Messed up your underwear lately?

OK, you know how everyone is claiming that real character comes from “the inside” and must be truly “from inside you” and “listen to your heart” and “be true to yourself” and all that?

Once that was messy diapers but now you would find it difficult to go in your pants even if someone offered you two hundred dollars to do so.

It was the most natural thing in the world to every single human being now reading this blog post to, at one time, let “poop happen.” No control. No concern. This was spontaneous human behavior unconstrained by outward, external imposition.

And now it is inside you, in your heart and in your mind. You have not only the ability to control your bowels, you have such a powerful impulse to do so that the idea of overriding that impulse seems almost beyond your reach.

You get trained and you change…. from the outside in and then from the inside out.

And this applies to much else.

A baby will play with his hands and feet and put them in his mouth because he perceives them as externalities. He doesn’t know how to control them at first. He’s not sure they are part of him.

By the time he is two, that stage is over. He has “brought” his limbs “into” his consciousness. Or he has “extended” his self into his hands and feet. They are part of him now. They are tools. He has dominion and from there he can do new things.

Or consider teaching a teenager to drive. Once you know how to drive you no longer think, “I need to slow down so I had better push the pedal on the left.” If you are thinking that way, then you don’t know how to drive yet. But when you do learn, the car is part of your body. You never need to think about the controls.

It is true of language. You can no more think of the individual letters in order and the sounds they make as you read this post, than you can drive by first thinking about what the controls for the car do. Language, both written and spoken, is experienced without noticing the different parts that, when you were young, you had to figure out.

This is called wisdom. The same principle applies to learning to listen before you speak or learning to restrain anger.

When a teen first gets in a car, the car’s power scares him. It bucks and jerks. Why is the engine so rough?

But it is not rough. You just don’t have control. The car couldn’t function without an engine and brakes. You need those things. But you need to know how to use them right. The same with your emotions. You have to learn to drive them or else they will drive you off the road.

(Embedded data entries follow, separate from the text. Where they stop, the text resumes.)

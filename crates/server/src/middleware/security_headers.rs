//! Security headers middleware.
//!
//! The order app serves its own HTML, one stylesheet and one script, all
//! same-origin, so the policy allows nothing else.

use axum::{
    extract::Request,
    http::{
        HeaderName, HeaderValue,
        header::{
            CACHE_CONTROL, CONTENT_SECURITY_POLICY, REFERRER_POLICY, X_CONTENT_TYPE_OPTIONS,
            X_FRAME_OPTIONS,
        },
    },
    middleware::Next,
    response::Response,
};

/// Content Security Policy applied to every response.
pub const CONTENT_SECURITY_POLICY_VALUE: &str = "default-src 'none'; \
     script-src 'self'; \
     style-src 'self'; \
     img-src 'self'; \
     connect-src 'self'; \
     frame-src 'none'; \
     object-src 'none'; \
     base-uri 'self'; \
     form-action 'self'; \
     frame-ancestors 'none'";

/// Add security headers to all responses.
///
/// Headers applied:
/// - `X-Frame-Options: DENY`
/// - `X-Content-Type-Options: nosniff`
/// - `Referrer-Policy: no-referrer`
/// - `Content-Security-Policy` (see [`CONTENT_SECURITY_POLICY_VALUE`])
/// - `Permissions-Policy` denying camera, microphone, geolocation and payment
/// - `Cache-Control: no-store` unless the handler set its own
/// - `Cross-Origin-Opener-Policy: same-origin`
pub async fn security_headers_middleware(request: Request, next: Next) -> Response {
    let mut response = next.run(request).await;
    let headers = response.headers_mut();

    headers.insert(X_FRAME_OPTIONS, HeaderValue::from_static("DENY"));
    headers.insert(X_CONTENT_TYPE_OPTIONS, HeaderValue::from_static("nosniff"));
    headers.insert(REFERRER_POLICY, HeaderValue::from_static("no-referrer"));
    headers.insert(
        CONTENT_SECURITY_POLICY,
        HeaderValue::from_static(CONTENT_SECURITY_POLICY_VALUE),
    );
    headers.insert(
        HeaderName::from_static("permissions-policy"),
        HeaderValue::from_static("camera=(), microphone=(), geolocation=(), payment=()"),
    );

    // Order history is per-operator; static assets set their own policy.
    if !headers.contains_key(CACHE_CONTROL) {
        headers.insert(CACHE_CONTROL, HeaderValue::from_static("no-store, max-age=0"));
    }

    headers.insert(
        HeaderName::from_static("cross-origin-opener-policy"),
        HeaderValue::from_static("same-origin"),
    );

    response
}

#[cfg(test)]
#[allow(clippy::unwrap_used)]
mod tests {
    use axum::{Router, body::Body, middleware, routing::get};
    use tower::ServiceExt;

    use super::*;

    #[tokio::test]
    async fn test_headers_are_applied() {
        let app = Router::new()
            .route("/", get(|| async { "ok" }))
            .route(
                "/cached",
                get(|| async { ([(CACHE_CONTROL, "public, max-age=3600")], "asset") }),
            )
            .layer(middleware::from_fn(security_headers_middleware));

        let response = app
            .clone()
            .oneshot(Request::builder().uri("/").body(Body::empty()).unwrap())
            .await
            .unwrap();
        let headers = response.headers();
        assert_eq!(headers.get(X_FRAME_OPTIONS).unwrap(), "DENY");
        assert_eq!(headers.get(CACHE_CONTROL).unwrap(), "no-store, max-age=0");
        assert!(
            headers
                .get(CONTENT_SECURITY_POLICY)
                .unwrap()
                .to_str()
                .unwrap()
                .contains("script-src 'self'")
        );

        let response = app
            .oneshot(Request::builder().uri("/cached").body(Body::empty()).unwrap())
            .await
            .unwrap();
        assert_eq!(
            response.headers().get(CACHE_CONTROL).unwrap(),
            "public, max-age=3600"
        );
    }
}
//! Unified error handling with Sentry integration.
//!
//! Provides a unified `AppError` type that captures errors to Sentry before
//! responding to the client. All route handlers should return `Result<T, AppError>`.

use axum::{
    http::StatusCode,
    response::{IntoResponse, Response},
};
use thiserror::Error;

use commande_core::{OrderError, QuantityError};

use crate::services::export::ExportError;
use crate::services::orders::SubmitError;
use crate::services::webhook::WebhookError;
use crate::store::StoreError;

/// Application-level error type for the order server.
#[derive(Debug, Error)]
pub enum AppError {
    /// The order form failed validation.
    #[error("Validation error: {0}")]
    Validation(#[from] OrderError),

    /// The order webhook did not confirm delivery.
    #[error("Webhook error: {0}")]
    Webhook(#[from] WebhookError),

    /// File store operation failed.
    #[error("Store error: {0}")]
    Store(#[from] StoreError),

    /// CSV export failed.
    #[error("Export error: {0}")]
    Export(#[from] ExportError),

    /// Session could not be read or written.
    #[error("Session error: {0}")]
    Session(#[from] tower_sessions::session::Error),
}

impl From<SubmitError> for AppError {
    fn from(err: SubmitError) -> Self {
        match err {
            SubmitError::Validation(e) => Self::Validation(e),
            SubmitError::Webhook(e) => Self::Webhook(e),
            SubmitError::Store(e) => Self::Store(e),
        }
    }
}

impl AppError {
    /// HTTP status for this error.
    #[must_use]
    pub const fn status(&self) -> StatusCode {
        match self {
            Self::Validation(_) => StatusCode::BAD_REQUEST,
            Self::Webhook(_) => StatusCode::BAD_GATEWAY,
            Self::Store(_) | Self::Export(_) | Self::Session(_) => {
                StatusCode::INTERNAL_SERVER_ERROR
            }
        }
    }

    /// Message safe to show to the operator.
    ///
    /// Internal details are never exposed.
    #[must_use]
    pub fn public_message(&self) -> String {
        match self {
            Self::Validation(err) => validation_message(err),
            Self::Webhook(_) => {
                "La commande n'a pas pu être transmise. Rien n'a été enregistré, veuillez réessayer."
                    .to_string()
            }
            Self::Store(_) | Self::Export(_) | Self::Session(_) => {
                "Erreur interne du serveur".to_string()
            }
        }
    }

    /// Capture server-side errors to Sentry and log them.
    ///
    /// Client errors are logged at debug level only.
    pub fn report(&self) {
        if self.status().is_server_error() {
            let event_id = sentry::capture_error(self);
            tracing::error!(
                error = %self,
                sentry_event_id = %event_id,
                "Request error"
            );
        } else {
            tracing::debug!(error = %self, "Request rejected");
        }
    }
}

impl IntoResponse for AppError {
    fn into_response(self) -> Response {
        self.report();
        (self.status(), self.public_message()).into_response()
    }
}

/// French wording of a form validation error.
fn validation_message(err: &OrderError) -> String {
    match err {
        OrderError::MissingProduct => "Le nom du produit est obligatoire".to_string(),
        OrderError::InvalidUnit(_) => "Veuillez choisir une unité (Pcs ou KG)".to_string(),
        OrderError::InvalidDepot(_) => {
            "Veuillez choisir un dépôt (Frais ou Surgelé)".to_string()
        }
        OrderError::Quantity(QuantityError::Invalid(input)) => {
            format!("La quantité « {input} » n'est pas un nombre")
        }
        OrderError::Quantity(QuantityError::NotPositive(_)) => {
            "La quantité doit être supérieure à zéro".to_string()
        }
        OrderError::Quantity(QuantityError::TooLarge { max, .. }) => {
            format!("La quantité ne peut pas dépasser {max}")
        }
    }
}

/// Result type alias for `AppError`.
pub type Result<T> = std::result::Result<T, AppError>;

/// Set the Sentry user context from a username.
///
/// Call this after successful authentication to associate errors with users.
pub fn set_sentry_user(username: &impl ToString) {
    sentry::configure_scope(|scope| {
        scope.set_user(Some(sentry::User {
            username: Some(username.to_string()),
            ..Default::default()
        }));
    });
}

/// Clear the Sentry user context.
///
/// Call this on logout to stop associating errors with the user.
pub fn clear_sentry_user() {
    sentry::configure_scope(|scope| {
        scope.set_user(None);
    });
}

/// Add a breadcrumb for user actions.
///
/// Breadcrumbs appear in Sentry error reports to show the trail of user actions
/// leading up to an error.
///
/// # Example
///
/// ```rust,ignore
/// add_breadcrumb("order", "Order submitted", Some(&[("product", "Poulet")]));
/// ```
pub fn add_breadcrumb(category: &str, message: &str, data: Option<&[(&str, &str)]>) {
    let mut breadcrumb = sentry::Breadcrumb {
        category: Some(category.to_string()),
        message: Some(message.to_string()),
        level: sentry::Level::Info,
        ..Default::default()
    };

    if let Some(pairs) = data {
        for (key, value) in pairs {
            breadcrumb.data.insert(
                (*key).to_string(),
                serde_json::Value::String((*value).to_string()),
            );
        }
    }

    sentry::add_breadcrumb(breadcrumb);
}

#[cfg(test)]
mod tests {
    use std::path::PathBuf;

    use super::*;

    fn get_status(err: AppError) -> StatusCode {
        err.into_response().status()
    }

    #[test]
    fn test_app_error_display() {
        let err = AppError::Validation(OrderError::MissingProduct);
        assert_eq!(err.to_string(), "Validation error: product name is required");
    }

    #[test]
    fn test_app_error_status_codes() {
        assert_eq!(
            get_status(AppError::Validation(OrderError::MissingProduct)),
            StatusCode::BAD_REQUEST
        );
        assert_eq!(
            get_status(AppError::Webhook(WebhookError::Status {
                status: 500,
                body: String::new()
            })),
            StatusCode::BAD_GATEWAY
        );
        assert_eq!(
            get_status(AppError::Store(StoreError::Conflict("alice".to_string()))),
            StatusCode::INTERNAL_SERVER_ERROR
        );
    }

    #[test]
    fn test_internal_details_are_hidden() {
        let err = AppError::Store(StoreError::Io {
            path: PathBuf::from("/srv/data/order_history_alice.json"),
            source: std::io::Error::other("disk full"),
        });
        let message = err.public_message();
        assert!(!message.contains("/srv/data"));
        assert!(!message.contains("disk full"));
    }

    #[test]
    fn test_submit_error_maps_to_matching_variant() {
        let err: AppError = SubmitError::Validation(OrderError::MissingProduct).into();
        assert!(matches!(err, AppError::Validation(_)));
        assert_eq!(err.public_message(), "Le nom du produit est obligatoire");
    }

    #[test]
    fn test_validation_messages_are_french() {
        let message = |err: OrderError| AppError::Validation(err).public_message();

        assert_eq!(
            message(OrderError::Quantity(QuantityError::NotPositive(
                rust_decimal::Decimal::ZERO
            ))),
            "La quantité doit être supérieure à zéro"
        );
        assert_eq!(
            message(OrderError::Quantity(QuantityError::Invalid("dix".to_string()))),
            "La quantité « dix » n'est pas un nombre"
        );
        assert_eq!(
            message(OrderError::Quantity(QuantityError::TooLarge {
                value: rust_decimal::Decimal::new(2_000_000, 0),
                max: commande_core::Quantity::MAX_INPUT,
            })),
            "La quantité ne peut pas dépasser 1000000"
        );
        assert!(message(OrderError::InvalidUnit("Litre".to_string())).contains("unité"));
        assert!(message(OrderError::InvalidDepot(String::new())).contains("dépôt"));
    }
}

Whoever restrains his words has knowledge,
and he who has a cool spirit is a man of understanding (Proverbs 17.27).

Whoever is slow to anger has great understanding,
but he who has a hasty temper exalts folly (Proverbs 14.29).

Good sense makes one slow to anger,
and it is his glory to overlook an offense (Proverbs 19.11).

The vexation of a fool is known at once,
but the prudent ignores an insult (Proverbs 12.16).

A fool gives full vent to his spirit,
but a wise man quietly holds it back (Proverbs 29.11).

These are habits of behavior. They are how you drive yourself in a way that glorifies God and keeps you out of unnecessary traffic jams. They are the habits that give you the time you need to reflect when reflection is called for.

It is all about how you train your body.

 

One thought on “Messed up your underwear lately?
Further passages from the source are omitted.